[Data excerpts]
_ _ _

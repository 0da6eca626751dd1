//! Pure encode/decode for the SDS011 wire format. No I/O lives here.
//!
//! Command frame (19 bytes):
//!
//! | Byte  | Content                                   |
//! |-------|-------------------------------------------|
//! | 0     | `0xAA` head                               |
//! | 1     | `0xB4` command id                         |
//! | 2     | operation id                              |
//! | 3-14  | data (sub-code, setting, zero padding)    |
//! | 15-16 | device address (`0xFF 0xFF` = broadcast)  |
//! | 17    | checksum over bytes 2-16, mod 256         |
//! | 18    | `0xAB` tail                               |
//!
//! Reply frame (10 bytes):
//!
//! | Byte | Content                                  |
//! |------|------------------------------------------|
//! | 0    | `0xAA` head                              |
//! | 1    | `0xC0` (DATA) or `0xC5` (SETTING)        |
//! | 2-7  | payload                                  |
//! | 8    | checksum over bytes 2-7, mod 256         |
//! | 9    | `0xAB` tail                              |

use crate::constants::{
    COMMAND_DATA_LEN, COMMAND_FRAME_LEN, COMMAND_ID, DATA_RESPONSE, HEAD, RESPONSE_FRAME_LEN,
    SETTING_RESPONSE, TAIL,
};
use crate::error::Error;

/// Whether a reply carries a measurement or a setting acknowledgement.
#[derive(Debug, Clone, Copy, PartialEq, Eq)]
pub enum ResponseKind {
    /// Measurement frame (`0xC0`).
    Data,
    /// Setting acknowledgement (`0xC5`).
    Setting,
}

/// A validated reply frame with its six payload bytes.
#[derive(Debug, Clone, Copy, PartialEq, Eq)]
pub struct ResponseFrame {
    pub kind: ResponseKind,
    pub payload: [u8; 6],
}

/// A single particulate measurement.
#[derive(Debug, Clone, Copy, PartialEq)]
pub struct Reading {
    /// PM2.5 concentration in µg/m³.
    pub pm2_5: f32,
    /// PM10 concentration in µg/m³.
    pub pm10: f32,
}

pub(crate) fn checksum(bytes: &[u8]) -> u8 {
    bytes.iter().fold(0u8, |sum, &b| sum.wrapping_add(b))
}

/// Builds a command frame for the given operation, data section, and
/// device address.
pub fn encode_command(
    op: u8,
    data: &[u8; COMMAND_DATA_LEN],
    address: [u8; 2],
) -> [u8; COMMAND_FRAME_LEN] {
    let mut frame = [0u8; COMMAND_FRAME_LEN];
    frame[0] = HEAD;
    frame[1] = COMMAND_ID;
    frame[2] = op;
    frame[3..15].copy_from_slice(data);
    frame[15] = address[0];
    frame[16] = address[1];
    frame[17] = checksum(&frame[2..17]);
    frame[18] = TAIL;
    frame
}

/// Validates a raw 10-byte reply: head/tail markers, checksum, and type
/// byte. Returns the typed frame on success.
pub fn decode_response(raw: &[u8; RESPONSE_FRAME_LEN]) -> Result<ResponseFrame, Error> {
    if raw[0] != HEAD || raw[9] != TAIL {
        return Err(Error::Framing(*raw));
    }

    let computed = checksum(&raw[2..8]);
    if computed != raw[8] {
        return Err(Error::Checksum {
            computed,
            received: raw[8],
        });
    }

    let kind = match raw[1] {
        DATA_RESPONSE => ResponseKind::Data,
        SETTING_RESPONSE => ResponseKind::Setting,
        other => return Err(Error::UnknownResponseType(other)),
    };

    let mut payload = [0u8; 6];
    payload.copy_from_slice(&raw[2..8]);
    Ok(ResponseFrame { kind, payload })
}

impl ResponseFrame {
    /// Interprets a DATA frame as a measurement: payload bytes 0-1 are the
    /// little-endian PM2.5 value and bytes 2-3 the PM10 value, both in
    /// tenths of µg/m³.
    pub fn reading(&self) -> Result<Reading, Error> {
        if self.kind != ResponseKind::Data {
            return Err(Error::UnexpectedReplyType { got: self.kind });
        }
        let pm2_5 = u16::from_le_bytes([self.payload[0], self.payload[1]]) as f32 / 10.0;
        let pm10 = u16::from_le_bytes([self.payload[2], self.payload[3]]) as f32 / 10.0;
        Ok(Reading { pm2_5, pm10 })
    }

    /// Operation id echoed in the first payload byte of a SETTING reply.
    pub fn op_id(&self) -> u8 {
        self.payload[0]
    }

    /// Setting value byte of a SETTING reply (mode, sleep state, or work
    /// period, depending on the operation).
    pub fn setting_value(&self) -> u8 {
        self.payload[2]
    }

    /// Device id bytes carried in the last two payload positions of every
    /// reply. Not required to interpret a measurement.
    pub fn device_id(&self) -> [u8; 2] {
        [self.payload[4], self.payload[5]]
    }
}
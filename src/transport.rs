//! Byte-stream transport underneath a device session.

use std::io;
use std::time::Duration;

use log::debug;
use serialport::{ClearBuffer, SerialPort};

use crate::config::SerialConfig;
use crate::error::Error;

/// A duplex byte stream to the sensor. Exclusively owned by one
/// [`crate::DeviceSession`]; the protocol has no framing beyond byte order,
/// so concurrent use must be serialized by the caller.
pub trait Transport {
    /// Writes the whole buffer to the device.
    fn send(&mut self, bytes: &[u8]) -> io::Result<()>;

    /// Reads up to `buf.len()` bytes, waiting at most `timeout` for the
    /// first of them. Returns the number of bytes read; 0 means the device
    /// stayed silent for the whole window.
    fn receive(&mut self, buf: &mut [u8], timeout: Duration) -> io::Result<usize>;

    /// Pushes any buffered outgoing bytes onto the wire.
    fn flush(&mut self) -> io::Result<()>;
}

/// [`Transport`] over a physical or virtual serial port.
pub struct SerialTransport {
    port: Box<dyn SerialPort>,
}

impl SerialTransport {
    /// Opens the configured endpoint and discards any stale bytes the OS
    /// buffered while no session was attached.
    pub fn open(config: &SerialConfig) -> Result<SerialTransport, Error> {
        let port = serialport::new(config.path.as_str(), config.baud_rate)
            .timeout(config.timeout)
            .open()
            .map_err(io::Error::from)?;
        port.clear(ClearBuffer::All).map_err(io::Error::from)?;
        debug!("opened {} at {} baud", config.path, config.baud_rate);
        Ok(SerialTransport { port })
    }
}

impl Transport for SerialTransport {
    fn send(&mut self, bytes: &[u8]) -> io::Result<()> {
        self.port.write_all(bytes)
    }

    fn receive(&mut self, buf: &mut [u8], timeout: Duration) -> io::Result<usize> {
        self.port.set_timeout(timeout).map_err(io::Error::from)?;
        match self.port.read(buf) {
            Ok(n) => Ok(n),
            Err(e) if e.kind() == io::ErrorKind::TimedOut => Ok(0),
            Err(e) => Err(e),
        }
    }

    fn flush(&mut self) -> io::Result<()> {
        self.port.flush()
    }
}
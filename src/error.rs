/// Errors surfaced to callers of the library.
///
/// Missing history is not an error (`predict` returns `None`), and failed
/// context reads are recorded on the summary instead of being raised.
#[derive(Debug, thiserror::Error)]
pub enum HealthError {
    #[error("invalid date format: {0:?} (expected YYYY-MM-DD)")]
    InvalidDateFormat(String),
    #[error("user {0:?} could not be resolved")]
    UnresolvedUser(String),
    #[error("prompt must not be empty")]
    EmptyPrompt,
}
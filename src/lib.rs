pub mod config;
pub mod context;
pub mod cycles;
pub mod db;
pub mod error;
pub mod models;
pub mod report;

pub use config::{ContextConfig, CycleConfig};
pub use context::HealthContextAssembler;
pub use error::HealthError;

_ _ _

* Exercise requirements
Your task is to reproduce each entry exactly.

* Solution for this exercise
repository 0da6eca626751dd1
//! Pure encode/decode for the SDS011 wire format. No I/O lives here.
//!
//! Command frame (19 bytes):
//!
//! | Byte  | Content                                   |
//! |-------|-------------------------------------------|
//! | 0     | `0xAA` head                               |
//! | 1     | `0xB4` command id                         |
//! | 2     | operation id                              |
//! | 3-14  | data (sub-code, setting, zero padding)    |
//! | 15-16 | device address (`0xFF 0xFF` = broadcast)  |
//! | 17    | checksum over bytes 2-16, mod 256         |
//! | 18    | `0xAB` tail                               |
//!
//! Reply frame (10 bytes):
//!
//! | Byte | Content                                  |
//! |------|------------------------------------------|
//! | 0    | `0xAA` head                              |
//! | 1    | `0xC0` (DATA) or `0xC5` (SETTING)        |
//! | 2-7  | payload                                  |
//! | 8    | checksum over bytes 2-7, mod 256         |
//! | 9    | `0xAB` tail                              |

use crate::constants::{
    COMMAND_DATA_LEN, COMMAND_FRAME_LEN, COMMAND_ID, DATA_RESPONSE, HEAD, RESPONSE_FRAME_LEN,
    SETTING_RESPONSE, TAIL,
};
use crate::error::Error;

/// Whether a reply carries a measurement or a setting acknowledgement.
#[derive(Debug, Clone, Copy, PartialEq, Eq)]
pub enum ResponseKind {
    /// Measurement frame (`0xC0`).
    Data,
    /// Setting acknowledgement (`0xC5`).
    Setting,
}

/// A validated reply frame with its six payload bytes.
#[derive(Debug, Clone, Copy, PartialEq, Eq)]
pub struct ResponseFrame {
    pub kind: ResponseKind,
    pub payload: [u8; 6],
}

/// A single particulate measurement.
#[derive(Debug, Clone, Copy, PartialEq)]
pub struct Reading {
    /// PM2.5 concentration in µg/m³.
    pub pm2_5: f32,
    /// PM10 concentration in µg/m³.
    pub pm10: f32,
}

pub(crate) fn checksum(bytes: &[u8]) -> u8 {
    bytes.iter().fold(0u8, |sum, &b| sum.wrapping_add(b))
}

/// Builds a command frame for the given operation, data section, and
/// device address.
pub fn encode_command(
    op: u8,
    data: &[u8; COMMAND_DATA_LEN],
    address: [u8; 2],
) -> [u8; COMMAND_FRAME_LEN] {
    let mut frame = [0u8; COMMAND_FRAME_LEN];
    frame[0] = HEAD;
    frame[1] = COMMAND_ID;
    frame[2] = op;
    frame[3..15].copy_from_slice(data);
    frame[15] = address[0];
    frame[16] = address[1];
    frame[17] = checksum(&frame[2..17]);
    frame[18] = TAIL;
    frame
}

/// Validates a raw 10-byte reply: head/tail markers, checksum, and type
/// byte. Returns the typed frame on success.
pub fn decode_response(raw: &[u8; RESPONSE_FRAME_LEN]) -> Result<ResponseFrame, Error> {
    if raw[0] != HEAD || raw[9] != TAIL {
        return Err(Error::Framing(*raw));
    }

    let computed = checksum(&raw[2..8]);
    if computed != raw[8] {
        return Err(Error::Checksum {
            computed,
            received: raw[8],
        });
    }

    let kind = match raw[1] {
        DATA_RESPONSE => ResponseKind::Data,
        SETTING_RESPONSE => ResponseKind::Setting,
        other => return Err(Error::UnknownResponseType(other)),
    };

    let mut payload = [0u8; 6];
    payload.copy_from_slice(&raw[2..8]);
    Ok(ResponseFrame { kind, payload })
}

impl ResponseFrame {
    /// Interprets a DATA frame as a measurement: payload bytes 0-1 are the
    /// little-endian PM2.5 value and bytes 2-3 the PM10 value, both in
    /// tenths of µg/m³.
    pub fn reading(&self) -> Result<Reading, Error> {
        if self.kind != ResponseKind::Data {
            return Err(Error::UnexpectedReplyType { got: self.kind });
        }
        let pm2_5 = u16::from_le_bytes([self.payload[0], self.payload[1]]) as f32 / 10.0;
        let pm10 = u16::from_le_bytes([self.payload[2], self.payload[3]]) as f32 / 10.0;
        Ok(Reading { pm2_5, pm10 })
    }

    /// Operation id echoed in the first payload byte of a SETTING reply.
    pub fn op_id(&self) -> u8 {
        self.payload[0]
    }

    /// Setting value byte of a SETTING reply (mode, sleep state, or work
    /// period, depending on the operation).
    pub fn setting_value(&self) -> u8 {
        self.payload[2]
    }

    /// Device id bytes carried in the last two payload positions of every
    /// reply. Not required to interpret a measurement.
    pub fn device_id(&self) -> [u8; 2] {
        [self.payload[4], self.payload[5]]
    }
}
filename src/transport.rs
//! Byte-stream transport underneath a device session.

use std::io;
use std::time::Duration;

use log::debug;
use serialport::{ClearBuffer, SerialPort};

use crate::config::SerialConfig;
use crate::error::Error;

/// A duplex byte stream to the sensor. Exclusively owned by one
/// [`crate::DeviceSession`]; the protocol has no framing beyond byte order,
/// so concurrent use must be serialized by the caller.
pub trait Transport {
    /// Writes the whole buffer to the device.
    fn send(&mut self, bytes: &[u8]) -> io::Result<()>;

    /// Reads up to `buf.len()` bytes, waiting at most `timeout` for the
    /// first of them. Returns the number of bytes read; 0 means the device
    /// stayed silent for the whole window.
    fn receive(&mut self, buf: &mut [u8], timeout: Duration) -> io::Result<usize>;

    /// Pushes any buffered outgoing bytes onto the wire.
    fn flush(&mut self) -> io::Result<()>;
}

/// [`Transport`] over a physical or virtual serial port.
pub struct SerialTransport {
    port: Box<dyn SerialPort>,
}

impl SerialTransport {
    /// Opens the configured endpoint and discards any stale bytes the OS
    /// buffered while no session was attached.
    pub fn open(config: &SerialConfig) -> Result<SerialTransport, Error> {
        let port = serialport::new(config.path.as_str(), config.baud_rate)
            .timeout(config.timeout)
            .open()
            .map_err(io::Error::from)?;
        port.clear(ClearBuffer::All).map_err(io::Error::from)?;
        debug!("opened {} at {} baud", config.path, config.baud_rate);
        Ok(SerialTransport { port })
    }
}

impl Transport for SerialTransport {
    fn send(&mut self, bytes: &[u8]) -> io::Result<()> {
        self.port.write_all(bytes)
    }

    fn receive(&mut self, buf: &mut [u8], timeout: Duration) -> io::Result<usize> {
        self.port.set_timeout(timeout).map_err(io::Error::from)?;
        match self.port.read(buf) {
            Ok(n) => Ok(n),
            Err(e) if e.kind() == io::ErrorKind::TimedOut => Ok(0),
            Err(e) => Err(e),
        }
    }

    fn flush(&mut self) -> io::Result<()> {
        self.port.flush()
    }
}
filename src/error.rs
/// Errors surfaced to callers of the library.
///
/// Missing history is not an error (`predict` returns `None`), and failed
/// context reads are recorded on the summary instead of being raised.
#[derive(Debug, thiserror::Error)]
pub enum HealthError {
    #[error("invalid date format: {0:?} (expected YYYY-MM-DD)")]
    InvalidDateFormat(String),
    #[error("user {0:?} could not be resolved")]
    UnresolvedUser(String),
    #[error("prompt must not be empty")]
    EmptyPrompt,
}
filename src/lib.rs
pub mod config;
pub mod context;
pub mod cycles;
pub mod db;
pub mod error;
pub mod models;
pub mod report;

pub use config::{ContextConfig, CycleConfig};
pub use context::HealthContextAssembler;
pub use error::HealthError;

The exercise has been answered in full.